Der Verkannte

Helmut Käutner war eine Hommage von acht Filmen gewidmet. Foto: ICR

Helmut Käutner war eine Hommage von acht Filmen gewidmet. Foto: ICR

In Italien erwartet man nicht unbedingt eine Hommage an Helmut Käutner (1908-1980). Acht Filme zeigte das Festival von Bologna, bewusst nicht die bekannten, sondern „Große Freiheit Nr. 7“ (1945), „Unter den Brücken“ (1949), „Epilog“ (1950), „Bildnis einer Unbekannten“ (1954), „Ludwig II.“ (1955), „Himmel ohne Sterne“ (1955), „Das Glas Wasser“ (1960) und „Schwarzer Kies“ (1961).– allesamt Meisterwerke, auch wenn das in Deutschland nicht unbedingt so gesehen wird. Dort denkt man vor allem an „Des Teufels General“ (1955) und „Der Hauptmann von Köpenick“ (1956).

De Vorstellungen waren ausverkauft, es bildeten sich Schlangen vor der Tür, nicht alle kamen rein, auch das dürfte es in Deutschland wohl kaum  geben. Da ist Käutner einer der Verkannten. Warum er im Ausland unter Cineasten so geschätzt wird, erfuhr man bei einer Diskussionsrunde zu Käutner, zu der der Olaf Möller, der deutsche Kurator der Hommage, Christof Huber (österreichisches Filmmuseum). , Adriano Aprà (früherer Direktor der italienischen Kinemathek) und Miguel Marias (früherer Direktor der spanischen Kinemathek) eingeladen hatte. Das Problem in Deutschland, so Huber, liegt darin, dass die Zeit zwischen dem Weggang von Fritz Land nach Hollywood und den ersten Filmen von Rainer Werner Fassbinder nicht von den Kritikern richtig wahrgenommen wurde und großartige Regisseure übersehen wurden. Marias betonte, dass ihn Käutnerfilme immer überraschen, weil Käutner eine so große Bandbreite an Themen und Genres hatte. Er erinnert ihn an Douglas Sirk, an Fritz Lang, er habe den Eindruck, als hätte Käutner allein nach dem Krieg das deutsche Kino wiederaufgebaut. Er habe in der Nazi-Zeit gearbeitet, aber seine Filme seien keine Nazifilme, was sicher nicht einfach war. Stilistisch sei er sehr erfindungsreich gewesen: „Er war nie konventionell. Er formte seine Figuren mit einer großen Tiefe.“ In den 50er Jahren, als man an Feminismus in dieser Form noch nicht dachte, habe Käutner mit „Bildnis einer Unbekannten“ seinen feministischen Film gedreht. „Er war ein sehr moderner Filmemacher, nicht modernistisch, sondern eine Mischung als klassisch und modern. Er ist einer der größten deutschen Filmemacher. Ich wundere mich, dass er international nicht mehr geschätzt wird“, meinte Marias, gab jedoch einen Grund dafür an, indem er sagte, dass es schwer sei, untertitelte (und damit international verständliche) Filme von Käutner zu bekommen.

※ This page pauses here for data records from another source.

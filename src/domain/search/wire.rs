//! Wire types for search responses (REST).

use crate::shared::CoinId;
use serde::{Deserialize, Serialize};

/// One candidate coin from the search endpoint.
///
/// Several hits may share a `symbol` (wrapped tokens, forks, chain bridges);
/// `id` is the provider's canonical key. Fields this crate does not use are
/// ignored.
#[derive(Debug, Clone, Serialize, Deserialize, PartialEq)]
pub struct CoinHit {
    pub id: CoinId,
    pub symbol: String,
    pub name: String,
    #[serde(default, skip_serializing_if = "Option::is_none")]
    pub thumb: Option<String>,
}

/// REST response for a search query.
///
/// The endpoint also returns exchanges and categories; only coins matter
/// here. `coins` defaults to empty when the provider omits it.
#[derive(Debug, Clone, Serialize, Deserialize, PartialEq)]
pub struct SearchResponse {
    #[serde(default)]
    pub coins: Vec<CoinHit>,
}
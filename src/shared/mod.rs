//! Shared newtypes and utilities used across all domain modules.
//!
//! These types are serialization-transparent: they serialize/deserialize identically
//! to the raw format the provider sends, so they can be used directly in wire types
//! without conversion overhead.

pub mod fmt;

use serde::{Deserialize, Deserializer, Serialize, Serializer};
use std::str::FromStr;

// ─── CoinId ──────────────────────────────────────────────────────────────────

/// Newtype for CoinGecko's canonical coin identifiers (e.g. `"bitcoin"`).
///
/// Distinct from the ticker symbol, which several listed assets may share.
/// This is the only key the detail endpoint accepts.
#[derive(Debug, Clone, PartialEq, Eq, Hash)]
pub struct CoinId(String);

impl CoinId {
    pub fn new(s: impl Into<String>) -> Self {
        Self(s.into())
    }

    pub fn as_str(&self) -> &str {
        &self.0
    }
}

impl std::fmt::Display for CoinId {
    fn fmt(&self, f: &mut std::fmt::Formatter<'_>) -> std::fmt::Result {
        write!(f, "{}", self.0)
    }
}

impl From<&str> for CoinId {
    fn from(s: &str) -> Self {
        Self(s.to_string())
    }
}

impl From<String> for CoinId {
    fn from(s: String) -> Self {
        Self(s)
    }
}

impl FromStr for CoinId {
    type Err = std::convert::Infallible;

    fn from_str(s: &str) -> Result<Self, Self::Err> {
        Ok(CoinId(s.to_string()))
    }
}

impl Serialize for CoinId {
    fn serialize<S>(&self, serializer: S) -> Result<S::Ok, S::Error>
    where
        S: Serializer,
    {
        serializer.serialize_str(&self.0)
    }
}

impl<'de> Deserialize<'de> for CoinId {
    fn deserialize<D>(deserializer: D) -> Result<Self, D::Error>
    where
        D: Deserializer<'de>,
    {
        let s = String::deserialize(deserializer)?;
        Ok(CoinId(s))
    }
}

#[cfg(test)]
mod tests {
    use super::*;

    #[test]
    fn test_coin_id_serde() {
        let id = CoinId::from("bitcoin");
        let json = serde_json::to_string(&id).unwrap();
        assert_eq!(json, "\"bitcoin\"");
        let back: CoinId = serde_json::from_str(&json).unwrap();
        assert_eq!(id, back);
    }

    #[test]
    fn test_coin_id_display() {
        let id = CoinId::new("matic-network");
        assert_eq!(id.to_string(), "matic-network");
        assert_eq!(id.as_str(), "matic-network");
    }
}
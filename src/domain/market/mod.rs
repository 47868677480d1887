//! Market domain — price snapshots, conversion, display views.

#[cfg(feature = "http")]
pub mod client;
mod convert;
pub mod view;
pub mod wire;

use chrono::{DateTime, Utc};
use serde::{Deserialize, Serialize};

// ─── PriceSnapshot ───────────────────────────────────────────────────────────

/// A display-ready market snapshot for one resolved coin.
///
/// Numeric fields are `None` when the provider omitted them, never zero. The
/// shell owns the snapshot while the result view is open; every successful
/// re-search replaces it wholesale.
#[derive(Debug, Clone, PartialEq, Serialize, Deserialize)]
pub struct PriceSnapshot {
    /// Ticker symbol, upper-cased for display.
    pub symbol: String,
    /// Coin name, verbatim from the provider.
    pub name: String,
    /// Thumbnail from the search hit that resolved this coin.
    pub thumbnail_url: Option<String>,
    pub usd_price: Option<f64>,
    pub jpy_price: Option<f64>,
    pub change_24h: Option<f64>,
    pub change_7d: Option<f64>,
    pub change_30d: Option<f64>,
    /// Provider-side freshness stamp for the market data.
    pub last_updated: Option<DateTime<Utc>>,
}
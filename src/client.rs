//! High-level client — `CoinlensClient` with nested sub-client accessors.
//!
//! Each domain has its own sub-client in `domain/<name>/client.rs`.
//! This module keeps the builder, the accessor methods, and the composed
//! two-stage lookup pipeline.

use crate::domain::checker::{CheckerState, LaneId};
use crate::domain::market::client::Markets;
use crate::domain::market::PriceSnapshot;
use crate::domain::search::client::Search;
use crate::error::LookupError;
use crate::http::CoingeckoHttp;

use std::time::Duration;

// Re-export sub-client types for convenience.
pub use crate::domain::market::client::Markets as MarketsClient;
pub use crate::domain::search::client::Search as SearchClient;

/// The primary entry point for the coinlens SDK.
///
/// Provides nested sub-client accessors for each domain
/// (`client.search()`, `client.markets()`) plus the composed pipeline.
#[derive(Clone)]
pub struct CoinlensClient {
    pub(crate) http: CoingeckoHttp,
}

impl CoinlensClient {
    pub fn builder() -> CoinlensClientBuilder {
        CoinlensClientBuilder::default()
    }

    // ── Sub-client accessors ─────────────────────────────────────────────

    pub fn search(&self) -> Search<'_> {
        Search { client: self }
    }

    pub fn markets(&self) -> Markets<'_> {
        Markets { client: self }
    }

    // ── Pipeline ─────────────────────────────────────────────────────────

    /// Resolve a query and fetch its market snapshot, in that order.
    ///
    /// The two calls run sequentially; the detail request never starts
    /// unless resolution succeeded.
    pub async fn lookup(&self, query: &str) -> Result<PriceSnapshot, LookupError> {
        let identity = self.search().resolve(query).await?;
        self.markets().snapshot(&identity).await
    }

    /// Drive one submission through `state`: guard blank input, enter
    /// Loading, run the pipeline, settle the lane.
    ///
    /// Returns `false` when the input was blank (no lane transition happens)
    /// or the submission was superseded before it completed. Shells that
    /// interleave submissions on one lane use [`CheckerState::begin`] and
    /// [`CheckerState::commit`] around their own scheduling instead.
    pub async fn submit(&self, state: &mut CheckerState, lane: LaneId, input: &str) -> bool {
        let query = input.trim();
        if query.is_empty() {
            return false;
        }
        let submission = state.begin(lane);
        let result = self.lookup(query).await;
        state.commit(submission, result)
    }
}

// ═════════════════════════════════════════════════════════════════════════════
// Builder
// ═════════════════════════════════════════════════════════════════════════════

pub struct CoinlensClientBuilder {
    base_url: String,
    api_key: Option<String>,
    timeout: Duration,
}

impl Default for CoinlensClientBuilder {
    fn default() -> Self {
        Self {
            base_url: crate::network::DEFAULT_API_URL.to_string(),
            api_key: None,
            timeout: Duration::from_secs(10),
        }
    }
}

impl CoinlensClientBuilder {
    pub fn base_url(mut self, url: &str) -> Self {
        self.base_url = url.to_string();
        self
    }

    /// Demo-tier API key, sent with every request when set.
    pub fn api_key(mut self, key: &str) -> Self {
        self.api_key = Some(key.to_string());
        self
    }

    /// Upper bound on each network call (native targets only).
    pub fn timeout(mut self, timeout: Duration) -> Self {
        self.timeout = timeout;
        self
    }

    pub fn build(self) -> Result<CoinlensClient, LookupError> {
        Ok(CoinlensClient {
            http: CoingeckoHttp::new(&self.base_url, self.api_key, self.timeout),
        })
    }
}

#[cfg(test)]
mod tests {
    use super::*;
    use crate::domain::checker::RequestState;

    #[test]
    fn test_blank_input_is_a_no_op() {
        let client = CoinlensClient::builder().build().unwrap();
        let mut state = CheckerState::new();

        let ran = tokio_test::block_on(client.submit(&mut state, LaneId::Primary, "   "));

        assert!(!ran);
        assert_eq!(*state.lane(LaneId::Primary).state(), RequestState::Idle);
        assert!(state.snapshot().is_none());
    }

    #[test]
    fn test_builder_defaults() {
        let builder = CoinlensClientBuilder::default();
        assert_eq!(builder.base_url, crate::network::DEFAULT_API_URL);
        assert!(builder.api_key.is_none());
        assert_eq!(builder.timeout, Duration::from_secs(10));
    }
}
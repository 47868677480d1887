//! Checker domain — per-lane request lifecycle and the shared display slot.

pub mod state;

pub use state::{CheckerState, LaneId, RequestLane, RequestState, Submission};
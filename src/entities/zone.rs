use sea_orm::entity::prelude::*;
use serde::{Deserialize, Serialize};

#[derive(Clone, Debug, PartialEq, DeriveEntityModel, Serialize, Deserialize)]
#[sea_orm(table_name = "zone")]
pub struct Model {
    #[sea_orm(primary_key, auto_increment = false)]
    pub id: Uuid,
    pub name: String,
    pub center_lat: f64,
    pub center_lng: f64,
    pub radius_km: f64,
    pub delivery_charge: i64,
    pub min_order_amount: i64,
    pub is_active: bool,
    #[sea_orm(column_type = "JsonBinary")]
    pub delivery_slots: Json,
    pub created_at: DateTimeWithTimeZone,
}

#[derive(Copy, Clone, Debug, EnumIter, DeriveRelation)]
pub enum Relation {}

impl ActiveModelBehavior for ActiveModel {}
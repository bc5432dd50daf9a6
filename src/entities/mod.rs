pub mod zone;
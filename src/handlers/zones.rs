use axum::{extract::State, Json};
use serde::{Deserialize, Serialize};
use uuid::Uuid;

use crate::error::{AppError, AppResult};
use crate::extract::{AppJson, AppQuery};
use crate::zones::{
    quote_delivery, resolve_slots, resolve_zone, Coordinate, DeliveryQuote, Slot, Zone,
};
use crate::AppState;

#[derive(Debug, Deserialize)]
pub struct CheckZoneRequest {
    pub latitude: Option<f64>,
    pub longitude: Option<f64>,
}

#[derive(Debug, Serialize)]
#[serde(rename_all = "camelCase")]
pub struct ZoneSummary {
    pub id: Uuid,
    pub zone_name: String,
    pub delivery_charge: i64,
    pub min_order_amount: i64,
    pub delivery_slots: Vec<Slot>,
}

impl From<&Zone> for ZoneSummary {
    fn from(zone: &Zone) -> Self {
        Self {
            id: zone.id,
            zone_name: zone.name.clone(),
            delivery_charge: zone.delivery_charge,
            min_order_amount: zone.min_order_amount,
            delivery_slots: resolve_slots(Some(zone)),
        }
    }
}

#[derive(Debug, Serialize)]
#[serde(rename_all = "camelCase")]
pub struct ZoneInfo {
    pub id: Uuid,
    pub name: String,
    pub center: Coordinate,
    pub radius_km: f64,
    pub delivery_charge: i64,
    pub min_order_amount: i64,
    pub delivery_slots: Vec<Slot>,
}

impl From<Zone> for ZoneInfo {
    fn from(zone: Zone) -> Self {
        Self {
            id: zone.id,
            name: zone.name,
            center: zone.center,
            radius_km: zone.radius_km,
            delivery_charge: zone.delivery_charge,
            min_order_amount: zone.min_order_amount,
            delivery_slots: zone.delivery_slots,
        }
    }
}

/// Both coordinates must be present and on the globe
fn require_point(latitude: Option<f64>, longitude: Option<f64>) -> AppResult<Coordinate> {
    let (Some(latitude), Some(longitude)) = (latitude, longitude) else {
        return Err(AppError::BadRequest(
            "Latitude and longitude are required".to_string(),
        ));
    };

    let point = Coordinate::new(latitude, longitude);
    if !point.is_finite() || !point.is_in_range() {
        return Err(AppError::BadRequest(format!(
            "({}, {}) is not a valid coordinate",
            latitude, longitude
        )));
    }
    Ok(point)
}

/// Resolve a coordinate against one snapshot of the active zones
async fn locate(state: &AppState, point: Coordinate) -> AppResult<Zone> {
    let zones = state.zones.list_active_zones().await?;

    match resolve_zone(point, &zones) {
        Some(zone) => {
            tracing::debug!(
                latitude = point.latitude,
                longitude = point.longitude,
                zone_id = %zone.id,
                zone = %zone.name,
                "Coordinate resolved to zone"
            );
            Ok(zone.clone())
        }
        None => {
            tracing::info!(
                latitude = point.latitude,
                longitude = point.longitude,
                active_zones = zones.len(),
                "Coordinate outside all delivery zones"
            );
            Err(AppError::OutsideDeliveryArea)
        }
    }
}

/// Find the delivery zone for a coordinate
pub async fn check_zone(
    State(state): State<AppState>,
    AppJson(payload): AppJson<CheckZoneRequest>,
) -> AppResult<Json<ZoneSummary>> {
    let point = require_point(payload.latitude, payload.longitude)?;
    let zone = locate(&state, point).await?;
    Ok(Json(ZoneSummary::from(&zone)))
}

/// List active zones, smallest radius first
pub async fn list_zones(State(state): State<AppState>) -> AppResult<Json<Vec<ZoneInfo>>> {
    let zones = state.zones.list_active_zones().await?;
    Ok(Json(zones.into_iter().map(ZoneInfo::from).collect()))
}

#[derive(Debug, Deserialize)]
#[serde(rename_all = "camelCase")]
pub struct SlotsQuery {
    pub zone_id: Option<Uuid>,
}

/// Delivery slots for a zone, or the default table
pub async fn delivery_slots(
    State(state): State<AppState>,
    AppQuery(query): AppQuery<SlotsQuery>,
) -> AppResult<Json<Vec<Slot>>> {
    let zone = match query.zone_id {
        Some(id) => state.zones.find_zone(id).await?.filter(|z| z.is_active),
        None => None,
    };

    if query.zone_id.is_some() && zone.is_none() {
        tracing::debug!(zone_id = ?query.zone_id, "Unknown or inactive zone, serving default slots");
    }

    Ok(Json(resolve_slots(zone.as_ref())))
}

#[derive(Debug, Deserialize)]
#[serde(rename_all = "camelCase")]
pub struct QuoteRequest {
    pub latitude: Option<f64>,
    pub longitude: Option<f64>,
    pub subtotal: i64,
    pub slot_id: Option<String>,
}

#[derive(Debug, Serialize)]
#[serde(rename_all = "camelCase")]
pub struct QuoteResponse {
    pub zone_id: Uuid,
    pub zone_name: String,
    pub slot_id: Option<String>,
    #[serde(flatten)]
    pub quote: DeliveryQuote,
}

/// Delivery charge and minimum-order check for a prospective order
pub async fn quote(
    State(state): State<AppState>,
    AppJson(payload): AppJson<QuoteRequest>,
) -> AppResult<Json<QuoteResponse>> {
    let point = require_point(payload.latitude, payload.longitude)?;
    if payload.subtotal < 0 {
        return Err(AppError::BadRequest("Subtotal must not be negative".to_string()));
    }

    let zone = locate(&state, point).await?;
    let slots = resolve_slots(Some(&zone));

    let slot = match payload.slot_id.as_deref() {
        Some(slot_id) => Some(slots.iter().find(|s| s.id == slot_id).ok_or_else(|| {
            AppError::BadRequest(format!(
                "Slot '{}' is not offered in {}",
                slot_id, zone.name
            ))
        })?),
        None => None,
    };

    let quote = quote_delivery(&zone, payload.subtotal, slot);

    Ok(Json(QuoteResponse {
        zone_id: zone.id,
        zone_name: zone.name.clone(),
        slot_id: slot.map(|s| s.id.clone()),
        quote,
    }))
}
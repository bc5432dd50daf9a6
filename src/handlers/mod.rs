pub mod admin;
pub mod zones;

Huber sieht in ihm einen Idealisten und Humanisten, der mehrere Sprachen sprach und vielseitig war, weil er vom Kabarett und vom Theater kam. Aprà schätzt ebenfalls Käutners Art, Frauen darzustellen, aber auch seine komprimierte Form, Dinge auf den Punkt zu bringen und eine Art Gegenpunkt zu den Heimatfilmen aufzubauen. Er schätzt Käutners Ironie und Leichtigkeit und die Freiheit, die er sich nahm. Meisterhaft seien auch der Schnitt seiner Filme und die Sprache. Angesichts dieser und weiterer Lobesworte wundert man sich, dass es in Deutschland so selten eine Käutner-Hommage oder gar eine komplette Retro (er dreht 60 Filme für Kino und Fernsehen) gibt.